Thursday, 7 February 2013

Hatching day!

The beak starts to appear
Hoorah! The first of my chicks has hatched and a couple more have chipped a hole in their shell. It can take a chick a number of hours of rotating, chipping and using their legs, neck, wing and breast muscles to force it’s way out of the shell. When they do, they are wet and exhausted. So it’s no surprise that my first chick to hatch has fallen asleep with it’s little head resting on another chick’s eggshell as a pillow...bless.

The two halves start to tear apart
The time span between the first to hatch and the last can be over 24 hours. It can be so tempting to help a slow hatcher out of the shell by pulling away small pieces to assist their progress. I do occasionally assist some chicks, though I know many breeders who do not. The problem with assisting too soon is that the pressure of the chick’s body against the blood vessels in the membrane, and the chick’s rotations, is what cuts off the blood flow here. So if you tear the membrane before this natural process is complete, then the chick will bleed profusely. 

The wing starts to poke out
Pushing and wriggling to get free
It's only the head left in the shell

As a result I tend to just keep an eye on them and remove any that have hatched as soon as they are dry.
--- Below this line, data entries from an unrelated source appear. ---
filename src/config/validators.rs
//! 配置值验证模块
//!
//! 在发起任何网络请求之前检查必需的配置项。

use super::StaticConfig;
use crate::errors::{Result, TrafficError};

const VALID_LOG_FORMATS: [&str; 2] = ["text", "json"];

/// 验证运行一次任务所需的配置
///
/// - github.token 不能为空
/// - google.credentials_file 不能为空
/// - API 地址必须是 http(s) URL
/// - logging.format 只能是 text 或 json
pub fn validate(config: &StaticConfig) -> Result<()> {
    if config.github.token.trim().is_empty() {
        return Err(TrafficError::config(
            "GitHub token is not set (github.token, TS__GITHUB__TOKEN or GITHUB_TOKEN)",
        ));
    }
    if config.google.credentials_file.trim().is_empty() {
        return Err(TrafficError::config(
            "Google credentials file is not set (google.credentials_file, TS__GOOGLE__CREDENTIALS_FILE or GOOGLE_APPLICATION_CREDENTIALS)",
        ));
    }
    validate_http_url("github.api_url", &config.github.api_url)?;
    validate_http_url("google.sheets_api_url", &config.google.sheets_api_url)?;

    if !VALID_LOG_FORMATS.contains(&config.logging.format.as_str()) {
        return Err(TrafficError::config(format!(
            "Invalid logging.format: '{}'. Valid: text, json",
            config.logging.format
        )));
    }
    Ok(())
}

fn validate_http_url(key: &str, value: &str) -> Result<()> {
    if value.starts_with("http://") || value.starts_with("https://") {
        Ok(())
    } else {
        Err(TrafficError::config(format!(
            "Invalid {}: '{}'. Expected an http:// or https:// URL",
            key, value
        )))
    }
}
This leaves space for the hatching ones to break free without being used as a giant football by the rest! Once the chicks are all snuggled up in the brooder they will not need to eat for 24 hours as they are nourished by the yolk that they absorb before hatching. So, they can all have a well earned rest while I clean out the incubator ready for the next lot. Phew!
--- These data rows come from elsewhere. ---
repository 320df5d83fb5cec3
pub mod http;
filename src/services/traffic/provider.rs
//! 流量数据源抽象层

use serde::de::DeserializeOwned;
use serde_json::Value;
use tracing::{debug, info, warn};

use super::models::{TrafficMetric, TrafficSnapshot};
use crate::errors::{Result, TrafficError};

/// Traffic data source
pub trait TrafficSource {
    /// Raw JSON payload of `metric`
    ///
    /// `Ok(None)` when the source answered but did not report success; an
    /// `Err` is a transport failure and aborts the run.
    fn fetch_metric(&self, metric: TrafficMetric) -> Result<Option<Value>>;

    /// 数据源名称（用于日志）
    fn name(&self) -> &'static str;
}

/// Pull all four metrics, keeping whichever succeeded
///
/// No retries: a metric missing this run is picked up again by the next run.
pub fn fetch_snapshot(source: &dyn TrafficSource) -> Result<TrafficSnapshot> {
    let mut snapshot = TrafficSnapshot::default();

    for metric in TrafficMetric::ALL {
        let Some(payload) = source.fetch_metric(metric)? else {
            warn!(
                "{}: {} unavailable this run, skipping",
                source.name(),
                metric.key()
            );
            continue;
        };
        debug!("{}: fetched {}", source.name(), metric.key());

        match metric {
            TrafficMetric::Clones => snapshot.clones = Some(decode(metric, payload)?),
            TrafficMetric::Views => snapshot.views = Some(decode(metric, payload)?),
            TrafficMetric::PopularPaths => snapshot.paths = Some(decode(metric, payload)?),
            TrafficMetric::PopularReferrers => {
                snapshot.referrers = Some(decode(metric, payload)?)
            }
        }
    }

    info!(
        "Fetched traffic snapshot from {}: [{}]",
        source.name(),
        snapshot.available_keys().join(", ")
    );
    Ok(snapshot)
}

fn decode<T: DeserializeOwned>(metric: TrafficMetric, payload: Value) -> Result<T> {
    serde_json::from_value(payload).map_err(|e| {
        TrafficError::serialization(format!("Unexpected {} payload: {}", metric.key(), e))
    })
}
The chick takes a well-earned rest!


  1. These are the most fantastic series of photos Sue! It must be one of the advantages of hatching in an incubator. You never get to see this under a hen!

  2. Edward Jefferson8 February 2013 at 10:14

    That poor little chick does look knackered!

    1. It must be so exhausting for them which is why I do give a little helping hand to some that have taken a long time to hatch.

  3. It must be such fun to watch the eggs hatching. I bet the chicks get so tame, growing up in the kitchen!

  4. They normally would be in the utility room as in the pic above but as I have had to move them to a warmer spot they are getting used to the cats staring at them and me constantly chattering to them. The tamer that they get, the easier it is to handle them etc but it doses sometimes make them hard to part with later when I come to sell them.